Esses atos, contudo, não são poucos. Não vou
comentar o uso da universidade como laboratório de provocação social por parte
de vanguardas identitárias, nem os cancelamentos semanais de professores
acusados de racismo, misoginia ou transfobia, com ampla repercussão. Tampouco o
avanço do lobby trans nas universidades, que, a golpes de acusações de
transfobia, vem aprovando, de forma atropelada, cotas para pessoas trans em
todos os níveis. Sobre isso, gostaria muito de entender como a esquerda
pretende explicar aos eleitores, no ano que vem, que "pessoas não
binárias" são vítimas mais merecedoras de políticas compensatórias do que,
por exemplo, adolescentes mães solteiras ou filhos de pais analfabetos.
Tudo isso tem um impacto tremendo sobre o que
se pensa das universidades públicas, mas hoje quero chamar atenção para outro
fenômeno: a violência contra "intrusos" de direita. Na semana
passada, foi na Universidade
Federal Fluminense; na anterior, na Universidade Federal de Minas Gerais.
Toda semana há um novo episódio.
O roteiro é conhecido. Provocadores de
direita, cientes da imagem que as universidades têm, visitam determinados campi
para demonstrar que são ambientes de uma só ideologia, usados como propriedade
ideológica privada pelos progressistas e, além de tudo, intolerantes e
violentos. E, invariavelmente, provam-no. Filmam pichações, banheiros
degradados e registram o uso político "monoideológico" do espaço
público. Por fim, são expulsos por turbas de estudantes de esquerda, à base de
tapas, ameaças, pauladas e berros de "recua, fascista, recua!". Tudo
isso transmitido ao vivo em canais digitais.
O provocador obtém, invariavelmente, o que
foi buscar: a demonstração de que a esquerda não suporta divergências, de que
não há espaço para conservadores na universidade, de que os progressistas são
dogmáticos e violentos. Os estudantes de esquerda, também. Afinal,
consideram-se guerreiros da justiça que enfrentaram mais uma batalha contra
bárbaros fascistas que ousaram entrar em seu território, e acreditam ter
defendido a democracia dos intolerantes —mesmo que à base de pauladas e
insultos, como deve ser. No dia seguinte, reitorias e conselhos lamentarão, não
o fato de que pessoas tenham sido expulsas do campus por razões ideológicas,
mas o fato de que "pessoas estranhas à comunidade" tenham ousado
conspurcar os nossos templos do saber e da liberdade.

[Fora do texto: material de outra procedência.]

use crate::error::ScanError;
use crate::gap::types::{ConnParams, OwnAddressType, ScanParams};

/// The scan-engine operations consumed from the external BLE stack.
///
/// The scan session calls these synchronously and treats every returned
/// error as a stack status code to propagate upward unmodified. The
/// corresponding completion indications (scan stopped, connected, timeout)
/// arrive later as [`ScanEvent`](crate::scan::ScanEvent)s delivered to
/// [`ScanSession::handle_event`](crate::scan::ScanSession::handle_event);
/// there is no synchronous acknowledgment.
pub trait GapStack {
    /// Apply scan parameters before scanning begins.
    fn scan_param_set(
        &mut self,
        own_addr_type: OwnAddressType,
        params: &ScanParams,
    ) -> Result<(), ScanError>;

    /// Start the scan activity.
    fn scan_start(&mut self) -> Result<(), ScanError>;

    /// Request the scan activity to stop. Completion is reported via a
    /// `ScanStopped` event.
    fn scan_stop(&mut self) -> Result<(), ScanError>;

    /// Initiate a connection. Completion is reported via a `Connected`
    /// event.
    fn connect(
        &mut self,
        own_addr_type: OwnAddressType,
        params: &ConnParams,
    ) -> Result<(), ScanError>;
}
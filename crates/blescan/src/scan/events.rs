use crate::adv::ParsedReport;
use crate::error::ScanError;
use crate::filter::FilterMatch;
use crate::gap::{PeerAddress, ReportType};

/// A raw advertising or scan-response report as delivered by the external
/// stack. The payload slice is borrowed from the stack callback; the
/// session copies what it keeps before returning.
#[derive(Clone, Copy, Debug, PartialEq)]
pub struct AdvReport<'a> {
    pub report_type: ReportType,
    pub peer: PeerAddress,
    pub data: &'a [u8],
}

/// Scan session events.
///
/// The stack-side adapter constructs `AdvReport`, `ScanTimeout`,
/// `ScanStopped` and `Connected` from its raw indications and feeds them to
/// [`ScanSession::handle_event`](super::ScanSession::handle_event); the
/// session constructs the remaining variants itself. Each dispatch builds a
/// fresh value; events are never reused across calls.
#[derive(Clone, Debug, PartialEq)]
pub enum ScanEvent<'a> {
    /// Whitelist mode is configured and scanning is about to start; the
    /// application should load whitelist entries into the stack now.
    WhitelistRequest,
    /// A raw advertising report arrived.
    AdvReport(AdvReport<'a>),
    /// A report from a whitelisted device, delivered unparsed.
    WhitelistDeviceFound(AdvReport<'a>),
    /// A report was parsed; the result stays valid until the next report.
    DataParseComplete(&'a ParsedReport),
    /// At least one enabled filter kind matched the current report.
    FilterMatch {
        matched: FilterMatch,
        report: &'a ParsedReport,
    },
    /// The scan window ended without any filter match.
    FilterNoMatch,
    /// The scan duration elapsed (a filter had already matched).
    ScanTimeout,
    /// The scan activity stopped, successfully or not.
    ScanStopped { status: Result<(), ScanError> },
    /// A connection to a peer was established.
    Connected { peer: PeerAddress },
}

/// Receives scan session events.
///
/// Implemented for any `FnMut(&ScanEvent)`, so a closure works as a
/// handler. Payload references inside the event are only valid for the
/// duration of the call.
pub trait EventSink {
    fn on_scan_event(&mut self, event: &ScanEvent<'_>);
}

impl<F> EventSink for F
where
    F: FnMut(&ScanEvent<'_>),
{
    fn on_scan_event(&mut self, event: &ScanEvent<'_>) {
        self(event)
    }
}
//! blescan - BLE advertising-report scanning and filtering
//!
//! This library parses Bluetooth LE advertising/scan-response payloads
//! (the length-prefixed AD structure format), filters devices by name,
//! appearance, service UUID, or address, and runs an event-driven scan
//! session that can notify an application handler or auto-connect to a
//! matched device. The external BLE stack is abstracted behind the
//! [`GapStack`] trait, so the core carries no transport of its own.

pub mod adv;
pub mod error;
pub mod filter;
pub mod gap;
pub mod scan;
pub mod uuid;

// Re-export common types for convenience
pub use adv::{parse_report, AdFragments, ParsedReport, ServiceUuidLists, UuidWidth};
pub use error::ScanError;
pub use filter::{
    addr_filter, appearance_filter, name_filter, uuid_filter, FilterConfig, FilterMatch,
    FilterModes, FilterTarget, NameTarget, UuidTarget,
};
pub use gap::{
    AddressType, BdAddr, ConnParams, GapStack, OwnAddressType, PeerAddress, ReportType, ScanParams,
};
pub use scan::{AdvReport, EventSink, ScanConfig, ScanEvent, ScanSession};
pub use uuid::Uuid;
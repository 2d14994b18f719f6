//! Example: Driving a scan session against a stub stack
//!
//! This example shows the full event flow of the scan module without any
//! Bluetooth hardware: a stub stack that just prints the operations it is
//! asked to perform, a closure event handler, and a couple of synthetic
//! advertising reports.

use blescan::{
    AddressType, AdvReport, BdAddr, ConnParams, FilterTarget, GapStack, NameTarget,
    OwnAddressType, PeerAddress, ReportType, ScanConfig, ScanError, ScanEvent, ScanParams,
    ScanSession,
};

struct StubStack;

impl GapStack for StubStack {
    fn scan_param_set(
        &mut self,
        own_addr_type: OwnAddressType,
        params: &ScanParams,
    ) -> Result<(), ScanError> {
        println!("stack: scan_param_set({own_addr_type:?}, interval={})", params.interval);
        Ok(())
    }

    fn scan_start(&mut self) -> Result<(), ScanError> {
        println!("stack: scan_start");
        Ok(())
    }

    fn scan_stop(&mut self) -> Result<(), ScanError> {
        println!("stack: scan_stop");
        Ok(())
    }

    fn connect(
        &mut self,
        _own_addr_type: OwnAddressType,
        params: &ConnParams,
    ) -> Result<(), ScanError> {
        println!("stack: connect to {}", params.peer);
        Ok(())
    }
}

fn report(name: &[u8]) -> Vec<u8> {
    let mut data = vec![2, 0x01, 0x06]; // flags
    data.push((name.len() + 1) as u8);
    data.push(0x09); // complete local name
    data.extend_from_slice(name);
    data
}

fn main() -> Result<(), ScanError> {
    let peer = PeerAddress::new(
        AddressType::Public,
        BdAddr::new([0x66, 0x55, 0x44, 0x33, 0x22, 0x11]),
    );

    let handler = Box::new(|event: &ScanEvent<'_>| match event {
        ScanEvent::DataParseComplete(parsed) => {
            let name = parsed
                .local_name()
                .map(|n| String::from_utf8_lossy(n).into_owned())
                .unwrap_or_else(|| "<unnamed>".into());
            println!("app: parsed report from {}: name={name}", parsed.peer);
        }
        ScanEvent::FilterMatch { matched, report } => {
            println!("app: filter match {matched:?} for {}", report.peer);
        }
        other => println!("app: event {other:?}"),
    });

    let config = ScanConfig {
        connect_auto: true,
        conn_params: ConnParams {
            peer,
            ..Default::default()
        },
        ..Default::default()
    };

    let mut session = ScanSession::new(StubStack, config, Some(handler))?;
    session.set_filter(FilterTarget::Name(NameTarget::new(b"Target")?));
    session.start()?;

    // A report from some other device: parsed, no match, nothing else.
    let other = report(b"Widget");
    session.handle_event(ScanEvent::AdvReport(AdvReport {
        report_type: ReportType::LegacyAdvertising,
        peer,
        data: &other,
    }))?;

    // The device we are looking for: the session stops the scan and, once
    // the stop completes, connects.
    let target = report(b"Target");
    session.handle_event(ScanEvent::AdvReport(AdvReport {
        report_type: ReportType::LegacyAdvertising,
        peer,
        data: &target,
    }))?;
    session.handle_event(ScanEvent::ScanStopped { status: Ok(()) })?;
    session.handle_event(ScanEvent::Connected { peer })?;

    Ok(())
}
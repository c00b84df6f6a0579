use serde::{Deserialize, Serialize};
use serde_with::skip_serializing_none;

use crate::data::ReadParams;

#[skip_serializing_none]
#[derive(Debug, Clone, Serialize, Deserialize)]
pub struct ReadRequest {
    pub table_id: String,
    pub view_id: Option<String>,
    /// Primary key value; composite keys join their parts with `___`
    pub row_id: String,
    #[serde(default)]
    pub params: ReadParams,
    #[serde(default)]
    pub strict: bool,
}
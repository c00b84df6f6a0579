use serde::{Deserialize, Serialize};
use serde_with::skip_serializing_none;

use crate::data::ListParams;

#[skip_serializing_none]
#[derive(Debug, Clone, Serialize, Deserialize)]
pub struct ListRequest {
    pub table_id: String,
    /// Read through a view; its persisted filters and sorts always apply
    pub view_id: Option<String>,
    #[serde(default)]
    pub params: ListParams,
    /// Reject parameters referencing unknown fields instead of dropping
    /// them
    #[serde(default)]
    pub strict: bool,
}
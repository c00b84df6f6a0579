use std::time::{Duration, Instant};

use serde::Serialize;
use serde_with::skip_serializing_none;
use tracing::{info_span, Instrument};

use super::cache::{self, CacheOp, QueryCacheKey};
use super::executor::{BindValue, Row};
use super::params::{self, ListParams};
use super::{aggregated_filters, DataError, QueryContext};
use crate::meta::{Column, ColumnKind, Filter, Model, Sort};
use crate::sql::ast::{
    Expr, Function, FunctionArgExpr, Ident, ObjectName, OrderByExpr, Query, SelectItem,
    Statement, TableFactor, TableWithJoins, Value,
};
use crate::sql::query_builder::{condition, sorting, sql_function};
use crate::sql::{QueryBuilder, ROOT_ALIAS};

#[derive(Debug, Clone, Serialize)]
pub struct PagedResponse {
    pub list: Vec<Row>,
    pub page_info: PageInfo,
    pub stats: QueryStats,
}

#[skip_serializing_none]
#[derive(Debug, Clone, Serialize)]
pub struct PageInfo {
    /// Absent when the count query was excluded or abandoned past its
    /// deadline
    pub total_rows: Option<i64>,
    pub limit: u64,
    pub offset: u64,
    pub is_first_page: bool,
    pub is_last_page: Option<bool>,
}

#[derive(Debug, Clone, Serialize)]
pub struct QueryStats {
    pub db_query_time_ms: u64,
}

/// List rows through a view: one compiled statement for the page, a
/// structurally parallel count query raced against a deadline. Pagination
/// values are planned as placeholders so the compiled text can be replayed
/// with any window.
pub async fn single_query_list(
    ctx: &QueryContext<'_>,
    model_id: &str,
    view_id: Option<&str>,
    params: &ListParams,
    custom_conditions: Option<&[Filter]>,
) -> Result<PagedResponse, DataError> {
    let model = ctx.meta.get_model(model_id).await?;
    let view = match view_id {
        Some(id) => Some(ctx.meta.get_view(id).await?),
        None => None,
    };

    let limit = params::clamp_limit(params.limit, &ctx.defaults);
    let offset = params.offset.unwrap_or(0);
    let skip_cache = should_skip_cache(params) || custom_conditions.is_some();

    let list_key = QueryCacheKey {
        model_id: model.id.clone(),
        view_id: view.as_ref().map(|v| v.id.clone()),
        model_version: model.version,
        op: CacheOp::List,
    };
    let count_key = QueryCacheKey {
        op: CacheOp::Count,
        ..list_key.clone()
    };

    if !skip_cache {
        if let (Some(data_sql), Some(count_sql)) = (ctx.cache.get(&list_key), ctx.cache.get(&count_key))
        {
            return run(
                ctx,
                &data_sql,
                &[BindValue::Int(limit as i64), BindValue::Int(offset as i64)],
                Some(&count_sql),
                limit,
                offset,
                params.exclude_count,
            )
            .await;
        }
    }

    // root subquery over the raw table, carrying filters, ordering and the
    // pagination window; the count query shares the filter pipeline
    let table = &model.table_name;
    let mut root = Query::new(vec![SelectItem::Wildcard]).from(vec![TableWithJoins {
        relation: TableFactor::Table {
            name: ObjectName(vec![Ident::quoted(table)]),
            alias: None,
        },
        joins: vec![],
    }]);
    let mut count = Query::new(vec![SelectItem::ExprWithAlias {
        expr: count_expr(&model),
        alias: Ident::quoted("count"),
    }])
    .from(vec![TableWithJoins {
        relation: TableFactor::Table {
            name: ObjectName(vec![Ident::quoted(table)]),
            alias: None,
        },
        joins: vec![],
    }]);

    let filters = aggregated_filters(
        ctx,
        view.as_ref(),
        params.filter_arr.as_deref(),
        params.where_clause.as_deref(),
        custom_conditions,
    )
    .await?;
    condition::apply_filters(&mut root, &filters, &model, table, ctx.strict)?;
    condition::apply_filters(&mut count, &filters, &model, table, ctx.strict)?;

    if params.shuffle {
        root.push_order_by(OrderByExpr {
            expr: sql_function("random", vec![]),
            asc: None,
            nulls_first: None,
        });
    }

    // sort precedence: request sort string, then the structured sort list,
    // then the view's persisted sorts
    let sorts: Vec<Sort> = if let Some(sort) = params.sort.as_deref() {
        params::parse_sort_string(sort)
    } else if let Some(arr) = params.sort_arr.as_deref().filter(|arr| !arr.is_empty()) {
        arr.to_vec()
    } else if let Some(view) = view.as_ref() {
        ctx.meta.sorts(&view.id).await?
    } else {
        vec![]
    };

    sorting::apply_sorts(&mut root, &sorts, &model, table, ctx.strict)?;
    if let Some(order_column) = default_order(&model) {
        root.push_order_by(OrderByExpr {
            expr: Expr::CompoundIdentifier(vec![
                Ident::quoted(table),
                Ident::quoted(&order_column.column_name),
            ]),
            asc: Some(true),
            nulls_first: None,
        });
    }

    if skip_cache {
        root.set_limit(Value::Number(limit.to_string()));
        root.set_offset(Value::Number(offset.to_string()));
    } else {
        root.set_limit(Value::SingleQuotedString(cache::placeholder(0)));
        root.set_offset(Value::SingleQuotedString(cache::placeholder(1)));
    }

    let mut query = Query::new(vec![]).from(vec![TableWithJoins {
        relation: TableFactor::Derived {
            subquery: root.boxed(),
            alias: Some(Ident::quoted(ROOT_ALIAS)),
        },
        joins: vec![],
    }]);

    let mask = params::root_mask(params.fields.as_deref(), &model, view.as_ref());
    let mut builder = QueryBuilder::new(ctx.meta, &ctx.defaults, ctx.strict);
    builder
        .extract_columns(&mut query, &model, ROOT_ALIAS, &mask, params.nested.as_ref(), 0)
        .await?;

    // re-apply ordering on the outer query so the lateral joins cannot
    // disturb the page order
    sorting::apply_sorts(&mut query, &sorts, &model, ROOT_ALIAS, ctx.strict)?;
    if let Some(order_column) = default_order(&model) {
        query.push_order_by(OrderByExpr {
            expr: Expr::CompoundIdentifier(vec![
                Ident::quoted(ROOT_ALIAS),
                Ident::quoted(&order_column.column_name),
            ]),
            asc: Some(true),
            nulls_first: None,
        });
    }

    let data_sql = Statement(query).to_string();
    let count_sql = Statement(count).to_string();

    if skip_cache {
        return run(ctx, &data_sql, &[], Some(&count_sql), limit, offset, params.exclude_count)
            .await;
    }

    match cache::parameterize(&data_sql, 2) {
        Some(parameterized) => {
            ctx.cache.set(list_key, parameterized.clone());
            ctx.cache.set(count_key, count_sql.clone());
            run(
                ctx,
                &parameterized,
                &[BindValue::Int(limit as i64), BindValue::Int(offset as i64)],
                Some(&count_sql),
                limit,
                offset,
                params.exclude_count,
            )
            .await
        }
        None => {
            // sentinel collided with user data; execute uncached
            let bound = cache::bind_sentinels(
                &data_sql,
                &[BindValue::Int(limit as i64), BindValue::Int(offset as i64)],
            );
            run(ctx, &bound, &[], Some(&count_sql), limit, offset, params.exclude_count).await
        }
    }
}

/// Execute the page query and its count companion concurrently. The count
/// is best effort: past the configured deadline it is abandoned (the future
/// is dropped, not the backend query) and reported as unknown.
async fn run(
    ctx: &QueryContext<'_>,
    data_sql: &str,
    data_params: &[BindValue],
    count_sql: Option<&str>,
    limit: u64,
    offset: u64,
    exclude_count: bool,
) -> Result<PagedResponse, DataError> {
    let data_fut = async {
        let started = Instant::now();
        let rows = ctx
            .executor
            .execute(data_sql, data_params)
            .instrument(info_span!("execute_query"))
            .await?;
        Ok::<_, DataError>((rows, started.elapsed()))
    };

    let count_fut = async {
        if exclude_count {
            return Ok::<_, DataError>(None);
        }
        let Some(count_sql) = count_sql else {
            return Ok(None);
        };
        let deadline = Duration::from_millis(ctx.defaults.count_timeout_ms);
        match tokio::time::timeout(
            deadline,
            ctx.executor
                .execute(count_sql, &[])
                .instrument(info_span!("execute_count_query")),
        )
        .await
        {
            Ok(rows) => Ok(rows?.first().and_then(read_count)),
            Err(_elapsed) => {
                tracing::warn!(timeout_ms = ctx.defaults.count_timeout_ms, "count query abandoned");
                Ok(None)
            }
        }
    };

    let (data_res, count_res) = tokio::join!(data_fut, count_fut);
    let (rows, elapsed) = data_res?;
    let total_rows = count_res?;

    let is_last_page = total_rows.map(|total| offset + rows.len() as u64 >= total.max(0) as u64);
    Ok(PagedResponse {
        page_info: PageInfo {
            total_rows,
            limit,
            offset,
            is_first_page: offset == 0,
            is_last_page,
        },
        stats: QueryStats {
            db_query_time_ms: elapsed.as_millis() as u64,
        },
        list: rows,
    })
}

fn read_count(row: &Row) -> Option<i64> {
    match row.get("count") {
        Some(serde_json::Value::Number(n)) => n.as_i64(),
        Some(serde_json::Value::String(s)) => s.parse().ok(),
        _ => None,
    }
}

/// Requests carrying any ad hoc parameter always recompile; only the plain
/// table/view read populates and reuses the compiled statement.
fn should_skip_cache(params: &ListParams) -> bool {
    params.where_clause.is_some()
        || params.filter_arr.as_deref().is_some_and(|arr| !arr.is_empty())
        || params.sort_arr.as_deref().is_some_and(|arr| !arr.is_empty())
        || params.sort.is_some()
        || params.fields.is_some()
        || params.nested.is_some()
        || params.shuffle
}

fn count_expr(model: &Model) -> Expr {
    let arg = match model.primary_key() {
        Some(pk) => FunctionArgExpr::Expr(Expr::CompoundIdentifier(vec![
            Ident::quoted(&model.table_name),
            Ident::quoted(&pk.column_name),
        ])),
        None => FunctionArgExpr::Wildcard,
    };
    Expr::Function(Function {
        name: ObjectName(vec![Ident::unquoted("count")]),
        args: vec![arg],
        distinct: false,
    })
}

/// Default ordering: the auto increment primary key when there is one,
/// otherwise the system created-time column, otherwise unordered.
fn default_order(model: &Model) -> Option<&Column> {
    if let Some(pk) = model.primary_key() {
        if pk.auto_increment {
            return Some(pk);
        }
    }
    model
        .columns
        .iter()
        .find(|c| c.system && matches!(c.kind, ColumnKind::CreatedTime) && !c.column_name.is_empty())
}
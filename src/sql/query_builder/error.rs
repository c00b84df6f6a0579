use std::{
    error::Error,
    fmt::{Display, Formatter},
};

use crate::meta::MetaError;

#[derive(Debug)]
pub enum QueryBuilderError {
    Internal(String),
    Meta(MetaError),
    /// A filter or sort referenced a field that does not exist on the table;
    /// only raised when strict validation is requested
    UnknownField(String, String),
    /// Nested field selection referenced a column that does not exist
    UnknownNestedField(String, String),
    InvalidLookup(String),
    InvalidRollup(String),
    /// Formula expression that cannot be translated to SQL
    FormulaCompile(String),
    /// Malformed where-clause string; only raised under strict validation
    InvalidWhere(String),
}

impl Display for QueryBuilderError {
    fn fmt(&self, f: &mut Formatter<'_>) -> std::fmt::Result {
        match self {
            QueryBuilderError::Internal(message) => write!(f, "Internal error: {}", message),
            QueryBuilderError::Meta(err) => write!(f, "{}", err),
            QueryBuilderError::UnknownField(field, model) => {
                write!(f, "Unknown field \"{}\" on table {}", field, model)
            }
            QueryBuilderError::UnknownNestedField(field, model) => {
                write!(f, "Unknown nested field \"{}\" on table {}", field, model)
            }
            QueryBuilderError::InvalidLookup(column) => {
                write!(f, "Lookup column {} has no usable relation", column)
            }
            QueryBuilderError::InvalidRollup(column) => {
                write!(f, "Rollup column {} has no usable relation", column)
            }
            QueryBuilderError::FormulaCompile(message) => {
                write!(f, "Cannot compile formula: {}", message)
            }
            QueryBuilderError::InvalidWhere(message) => {
                write!(f, "Invalid where clause: {}", message)
            }
        }
    }
}

impl Error for QueryBuilderError {}

impl From<MetaError> for QueryBuilderError {
    fn from(err: MetaError) -> Self {
        QueryBuilderError::Meta(err)
    }
}
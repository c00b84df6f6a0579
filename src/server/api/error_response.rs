use serde::{Deserialize, Serialize};

#[derive(Debug, Serialize, Deserialize)]
pub struct ErrorResponse {
    pub message: String,
    #[serde(rename = "type")]
    pub error_type: ErrorResponseType,
}

#[derive(Debug, Serialize, Deserialize)]
#[serde(rename_all = "snake_case")]
pub enum ErrorResponseType {
    InvalidRequest,
    NotFound,
    UncaughtError,
}
use std::{error::Error, path::PathBuf, sync::Arc};

use clap::Parser;
use tracing_subscriber::EnvFilter;

use gridquery::data::CompiledQueryCache;
use gridquery::meta::StaticMetaStore;
use gridquery::server::{self, AppState, Config, PgExecutor};

#[derive(Parser)]
struct ServerOptions {
    #[arg(long, env, default_value_t = 8080)]
    port: u16,
    /// Path to the deployment configuration
    #[arg(long, env, default_value = "gridquery.json")]
    config: PathBuf,
}

#[tokio::main]
async fn main() -> Result<(), Box<dyn Error>> {
    tracing_subscriber::fmt()
        .with_env_filter(EnvFilter::try_from_default_env().unwrap_or_else(|_| EnvFilter::new("info")))
        .init();

    let options = ServerOptions::parse();
    let config = Config::from_file(&options.config)?;

    let executor = PgExecutor::connect(&config.database_url).await?;

    let state = AppState {
        meta: Arc::new(StaticMetaStore::new(config.models, config.views)),
        executor: Arc::new(executor),
        cache: Arc::new(CompiledQueryCache::new()),
        defaults: config.query,
    };

    let router = server::router(state);

    let address = format!("0.0.0.0:{}", options.port).parse()?;

    tracing::info!("starting server on {address}");

    axum::Server::bind(&address)
        .serve(router.into_make_service())
        .await?;

    Ok(())
}
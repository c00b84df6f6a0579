pub mod cache;
pub mod executor;
pub mod list;
pub mod params;
pub mod read;
pub mod xwhere;

use std::{
    error::Error,
    fmt::{Display, Formatter},
};

pub use cache::{CacheOp, CompiledQueryCache, QueryCacheKey};
pub use executor::{BindValue, ExecuteError, Executor, Row};
pub use list::{single_query_list, PageInfo, PagedResponse, QueryStats};
pub use params::{ListParams, NestedParams, QueryDefaults, ReadParams};
pub use read::single_query_read;

use crate::meta::{MetaError, MetaStore};
use crate::sql::QueryBuilderError;

/// Everything an orchestrator needs for one request: the metadata store,
/// the backend connection, the process-wide compiled query cache, and the
/// query defaults.
pub struct QueryContext<'a> {
    pub meta: &'a dyn MetaStore,
    pub executor: &'a dyn Executor,
    pub cache: &'a CompiledQueryCache,
    pub defaults: QueryDefaults,
    /// Reject requests referencing unknown fields instead of silently
    /// dropping them from predicates and sorts
    pub strict: bool,
}

#[derive(Debug)]
pub enum DataError {
    Query(QueryBuilderError),
    Meta(MetaError),
    /// Backend execution failure; propagated unchanged to the caller
    Execute(ExecuteError),
    InvalidRequest(String),
}

impl Display for DataError {
    fn fmt(&self, f: &mut Formatter<'_>) -> std::fmt::Result {
        match self {
            DataError::Query(err) => write!(f, "{}", err),
            DataError::Meta(err) => write!(f, "{}", err),
            DataError::Execute(err) => write!(f, "{}", err),
            DataError::InvalidRequest(message) => write!(f, "Invalid request: {}", message),
        }
    }
}

impl Error for DataError {}

impl From<QueryBuilderError> for DataError {
    fn from(err: QueryBuilderError) -> Self {
        DataError::Query(err)
    }
}

impl From<MetaError> for DataError {
    fn from(err: MetaError) -> Self {
        DataError::Meta(err)
    }
}

impl From<ExecuteError> for DataError {
    fn from(err: ExecuteError) -> Self {
        DataError::Execute(err)
    }
}

/// Combine the view's persisted root filters, caller-supplied custom
/// conditions, the structured ad hoc filter list, and the parsed
/// where-clause into one list of AND-ed groups.
pub(crate) async fn aggregated_filters(
    ctx: &QueryContext<'_>,
    view: Option<&crate::meta::View>,
    filter_arr: Option<&[crate::meta::Filter]>,
    where_clause: Option<&str>,
    custom_conditions: Option<&[crate::meta::Filter]>,
) -> Result<Vec<crate::meta::Filter>, DataError> {
    use crate::meta::Filter;

    let mut filters = Vec::new();
    if let Some(view) = view {
        let view_filters = ctx.meta.root_filters(&view.id).await?;
        if !view_filters.is_empty() {
            filters.push(Filter::and_group(view_filters));
        }
    }
    if let Some(custom) = custom_conditions {
        if !custom.is_empty() {
            filters.push(Filter::and_group(custom.to_vec()));
        }
    }
    if let Some(arr) = filter_arr {
        if !arr.is_empty() {
            filters.push(Filter::and_group(arr.to_vec()));
        }
    }
    if let Some(where_clause) = where_clause {
        match xwhere::parse_where(where_clause) {
            Ok(parsed) => {
                if !parsed.is_empty() {
                    filters.push(Filter::and_group(parsed));
                }
            }
            Err(err) => {
                if ctx.strict {
                    return Err(DataError::InvalidRequest(err.to_string()));
                }
            }
        }
    }
    Ok(filters)
}
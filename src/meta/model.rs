use serde::{Deserialize, Serialize};

use super::column::Column;

/// A table: an ordered set of columns plus enough bookkeeping to identify
/// rows (primary keys, display value).
#[derive(Debug, Clone, Serialize, Deserialize)]
pub struct Model {
    pub id: String,
    pub title: String,
    /// Name of the backing database table
    pub table_name: String,
    /// Bumped whenever the table shape changes; part of the compiled query
    /// cache scope key
    #[serde(default)]
    pub version: u32,
    pub columns: Vec<Column>,
}

impl Model {
    pub fn primary_keys(&self) -> Vec<&Column> {
        self.columns.iter().filter(|c| c.primary_key).collect()
    }

    pub fn primary_key(&self) -> Option<&Column> {
        self.columns.iter().find(|c| c.primary_key)
    }

    /// The display value column, falling back to the primary key.
    pub fn display_column(&self) -> Option<&Column> {
        self.columns
            .iter()
            .find(|c| c.display_value)
            .or_else(|| self.primary_key())
    }

    pub fn column_by_id(&self, id: &str) -> Option<&Column> {
        self.columns.iter().find(|c| c.id == id)
    }

    pub fn column_by_title(&self, title: &str) -> Option<&Column> {
        self.columns.iter().find(|c| c.title == title)
    }

    /// Resolve a request-supplied field reference, which may be either a
    /// column id or a column title.
    pub fn column_by_ref(&self, field: &str) -> Option<&Column> {
        self.column_by_title(field).or_else(|| self.column_by_id(field))
    }
}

Todos ganham: cada lado confirma a própria
superioridade moral e comprova que o outro é intolerante e perigoso. Só quem
perde é a universidade pública, claro. Mas quem se importa? Há causas mais
urgentes a cumprir —como "destruir o fascismo", para uns, ou
"provar que a universidade é um antro de reprodução de militantes com
dinheiro público", para outros.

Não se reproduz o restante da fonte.